[Task brief]: Two lines in the data below mark the range: the one with "pub fn decode_meld(raw: u32)" and the one with "raw & KAKAN_FLAG". Return both, along with every line between them, exactly.
::: The input :::
//! Bit-packed call codes of the Tenhou wire protocol.
//!
//! Layout of the 16-bit `m` attribute, low bit first:
//!
//! | bits  | chi               | pon / kakan          | daiminkan / ankan |
//! |-------|-------------------|----------------------|-------------------|
//! | 0-1   | relative target   | relative target      | relative target   |
//! | 2     | chi flag          | 0                    | 0                 |
//! | 3     | copy of 1st tile  | pon flag             | 0                 |
//! | 4     | copy of 1st tile  | kakan flag           | 0                 |
//! | 5-6   | copy of 2nd tile  | unused / added copy  | -                 |
//! | 7-8   | copy of 3rd tile  | -                    | -                 |
//! | 9-15  | run * 3 + called  | kind * 3 + called    | called index (8-15) |

use crate::errors::{ConvError, ConvResult};
use crate::tile::{Tile, TileKind};
use crate::types::MeldKind;

pub const CHI_FLAG: u32 = 1 << 2;
pub const PON_FLAG: u32 = 1 << 3;
pub const KAKAN_FLAG: u32 = 1 << 4;

const NUKIDORA_MASK: u32 = 0x3F;
const NUKIDORA_CODE: u32 = 0x20;

/// One declared call, as decoded from the wire.
///
/// `target` is the encoded relative offset of the seat the tile came from
/// (1 = next seat, 2 = opposite, 3 = previous). Tile order always puts the
/// called (or added) tile first, matching the order the wire code implies.
#[derive(Debug, Clone, Copy, PartialEq, Eq)]
pub enum Meld {
    Chi {
        target: u8,
        /// Position of the called tile inside the ascending run (0-2).
        position: u8,
        called: Tile,
        consumed: [Tile; 2],
    },
    Pon {
        target: u8,
        called: Tile,
        consumed: [Tile; 2],
        /// The copy that stayed out of the triplet.
        unused: Tile,
    },
    Kakan {
        target: u8,
        added: Tile,
        /// The original pon, called tile first.
        pon: [Tile; 3],
    },
    Daiminkan {
        target: u8,
        called: Tile,
        consumed: [Tile; 3],
    },
    Ankan {
        tiles: [Tile; 4],
    },
}

impl Meld {
    pub fn kind(&self) -> MeldKind {
        match self {
            Meld::Chi { .. } => MeldKind::Chi,
            Meld::Pon { .. } => MeldKind::Pon,
            Meld::Kakan { .. } => MeldKind::Kakan,
            Meld::Daiminkan { .. } => MeldKind::Daiminkan,
            Meld::Ankan { .. } => MeldKind::Ankan,
        }
    }

    /// Encoded relative target; 0 for a concealed kan.
    pub fn relative_target(&self) -> u8 {
        match *self {
            Meld::Chi { target, .. }
            | Meld::Pon { target, .. }
            | Meld::Kakan { target, .. }
            | Meld::Daiminkan { target, .. } => target,
            Meld::Ankan { .. } => 0,
        }
    }

    /// The tile the event names as `pai`: the called tile, or the added tile
    /// of a kakan. A concealed kan has none.
    pub fn called(&self) -> Option<Tile> {
        match *self {
            Meld::Chi { called, .. } | Meld::Pon { called, .. } | Meld::Daiminkan { called, .. } => {
                Some(called)
            }
            Meld::Kakan { added, .. } => Some(added),
            Meld::Ankan { .. } => None,
        }
    }

    /// Tiles listed as `consumed` in the normalized event.
    pub fn consumed(&self) -> &[Tile] {
        match self {
            Meld::Chi { consumed, .. } | Meld::Pon { consumed, .. } => consumed,
            Meld::Kakan { pon, .. } => pon,
            Meld::Daiminkan { consumed, .. } => consumed,
            Meld::Ankan { tiles } => tiles,
        }
    }

    /// Tiles that leave the caller's concealed hand when the call is made.
    pub fn exposed(&self) -> &[Tile] {
        match self {
            Meld::Chi { consumed, .. } | Meld::Pon { consumed, .. } => consumed,
            Meld::Kakan { added, .. } => std::slice::from_ref(added),
            Meld::Daiminkan { consumed, .. } => consumed,
            Meld::Ankan { tiles } => tiles,
        }
    }

    /// Every tile of the meld, called or added tile first.
    pub fn tiles(&self) -> Vec<Tile> {
        match self {
            Meld::Ankan { tiles } => tiles.to_vec(),
            _ => self.called().into_iter().chain(self.consumed().iter().copied()).collect(),
        }
    }

    /// The kind a pon or kan is made of; for a chi, the called tile's kind.
    pub fn tile_kind(&self) -> TileKind {
        match *self {
            Meld::Ankan { tiles } => tiles[0].kind(),
            Meld::Kakan { added, .. } => added.kind(),
            Meld::Chi { called, .. } | Meld::Pon { called, .. } | Meld::Daiminkan { called, .. } => {
                called.kind()
            }
        }
    }
}

/// `true` when the code announces a north-tile exchange (three-player)
/// rather than a call. Must be checked before [`decode_meld`].
#[inline]
pub fn is_nukidora_code(raw: u32) -> bool {
    raw & NUKIDORA_MASK == NUKIDORA_CODE
}

/// Decodes a wire call code. The flag bits are tested in priority order
/// chi, pon, kakan; with none set the target field separates an open kan
/// (non-zero) from a concealed one (zero).
pub fn decode_meld(raw: u32) -> ConvResult<Meld> {
    if raw > u32::from(u16::MAX) {
        return Err(ConvError::decode("call code", raw));
    }
    if raw & CHI_FLAG != 0 {
        decode_chi(raw)
    } else if raw & PON_FLAG != 0 {
        decode_pon(raw)
    } else if raw & KAKAN_FLAG != 0 {
        decode_kakan(raw)
    } else {
        decode_kan(raw)
    }
}

#[inline]
fn target_of(raw: u32) -> u8 {
    (raw & 0x3) as u8
}

fn kind_at(id: u32, raw: u32) -> ConvResult<TileKind> {
    u8::try_from(id)
        .ok()
        .and_then(TileKind::new)
        .ok_or_else(|| ConvError::decode("call code", raw))
}

fn decode_chi(raw: u32) -> ConvResult<Meld> {
    let t = raw >> 10;
    let position = (t % 3) as usize;
    let run = t / 3;
    if run >= 21 {
        return Err(ConvError::decode("call code", raw));
    }
    // 7 possible run starts per suit
    let base = run / 7 * 9 + run % 7;
    let tile_at = |i: u32| -> ConvResult<Tile> {
        let copy = (raw >> (3 + 2 * i)) & 0x3;
        Ok(kind_at(base + i, raw)?.copies()[copy as usize])
    };
    let mut tiles = [tile_at(0)?, tile_at(1)?, tile_at(2)?];
    tiles.swap(0, position);
    let [called, c0, c1] = tiles;
    Ok(Meld::Chi {
        target: target_of(raw),
        position: position as u8,
        called,
        consumed: [c0, c1],
    })
}

/// Splits the four copies of `kind` into the one at `skip` and the other
/// three in copy order.
fn split_copies(kind: TileKind, skip: usize) -> (Tile, [Tile; 3]) {
    let copies = kind.copies();
    let mut rest = [copies[0]; 3];
    let mut j = 0;
    for (i, &tile) in copies.iter().enumerate() {
        if i != skip {
            rest[j] = tile;
            j += 1;
        }
    }
    (copies[skip], rest)
}

fn decode_triplet(raw: u32) -> ConvResult<(Tile, [Tile; 3])> {
    let odd_copy = ((raw >> 5) & 0x3) as usize;
    let t = raw >> 9;
    let position = (t % 3) as usize;
    let kind = kind_at(t / 3, raw)?;
    let (odd, mut rest) = split_copies(kind, odd_copy);
    rest.swap(0, position);
    Ok((odd, rest))
}

fn decode_pon(raw: u32) -> ConvResult<Meld> {
    let (unused, [called, c0, c1]) = decode_triplet(raw)?;
    Ok(Meld::Pon {
        target: target_of(raw),
        called,
        consumed: [c0, c1],
        unused,
    })
}

fn decode_kakan(raw: u32) -> ConvResult<Meld> {
    let (added, pon) = decode_triplet(raw)?;
    Ok(Meld::Kakan {
        target: target_of(raw),
        added,
        pon,
    })
}

fn decode_kan(raw: u32) -> ConvResult<Meld> {
    let called = Tile::new(raw >> 8).map_err(|_| ConvError::decode("call code", raw))?;
    let mut tiles = called.kind().copies();
    tiles.swap(0, called.copy() as usize);
    Ok(match target_of(raw) {
        0 => Meld::Ankan { tiles },
        target => {
            let [called, c0, c1, c2] = tiles;
            Meld::Daiminkan {
                target,
                called,
                consumed: [c0, c1, c2],
            }
        }
    })
}

// ---------------------------------------------------------------------------
// Encoding
// ---------------------------------------------------------------------------

/// Packs a meld back into its wire code. Inverse of [`decode_meld`] for
/// every meld it produces; bits the decoder ignores come out zero.
pub fn encode_meld(meld: &Meld) -> ConvResult<u16> {
    let invalid = || ConvError::invalid_state(format!("cannot encode {meld:?}"));
    let raw = match *meld {
        Meld::Chi {
            target,
            position,
            called,
            consumed: [c0, c1],
        } => {
            let p = position as usize;
            if p > 2 {
                return Err(invalid());
            }
            let mut run = [called, c0, c1];
            run.swap(0, p);
            let base = run[0].kind();
            let number = base.number().ok_or_else(invalid)?;
            if number > 7 || run.iter().enumerate().any(|(i, t)| t.kind().id() != base.id() + i as u8) {
                return Err(invalid());
            }
            let suit = u32::from(base.id() / 9);
            let t = (suit * 7 + u32::from(number - 1)) * 3 + p as u32;
            let copies = run
                .iter()
                .enumerate()
                .fold(0u32, |acc, (i, tile)| acc | u32::from(tile.copy()) << (3 + 2 * i));
            t << 10 | copies | CHI_FLAG | u32::from(target & 0x3)
        }
        Meld::Pon {
            target,
            called,
            consumed,
            unused,
        } => {
            let t = encode_triplet(called, &consumed, unused).ok_or_else(invalid)?;
            t << 9 | u32::from(unused.copy()) << 5 | PON_FLAG | u32::from(target & 0x3)
        }
        Meld::Kakan { target, added, pon } => {
            let t = encode_triplet(pon[0], &pon[1..], added).ok_or_else(invalid)?;
            t << 9 | u32::from(added.copy()) << 5 | KAKAN_FLAG | u32::from(target & 0x3)
        }
        Meld::Daiminkan { target, called, .. } => {
            if target == 0 || target > 3 {
                return Err(invalid());
            }
            u32::from(called.id()) << 8 | u32::from(target)
        }
        Meld::Ankan { tiles } => u32::from(tiles[0].id()) << 8,
    };
    u16::try_from(raw).map_err(|_| invalid())
}

/// `kind * 3 + position of the first tile among the three kept copies`.
fn encode_triplet(first: Tile, others: &[Tile], odd: Tile) -> Option<u32> {
    let kind = first.kind();
    if odd.kind() != kind || others.iter().any(|t| t.kind() != kind || *t == odd) {
        return None;
    }
    let (_, kept) = split_copies(kind, odd.copy() as usize);
    let position = kept.iter().position(|&t| t == first)?;
    Some(u32::from(kind.id()) * 3 + position as u32)
}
:::
[Expected output]:
pub fn decode_meld(raw: u32) -> ConvResult<Meld> {
    if raw > u32::from(u16::MAX) {
        return Err(ConvError::decode("call code", raw));
    }
    if raw & CHI_FLAG != 0 {
        decode_chi(raw)
    } else if raw & PON_FLAG != 0 {
        decode_pon(raw)
    } else if raw & KAKAN_FLAG != 0 {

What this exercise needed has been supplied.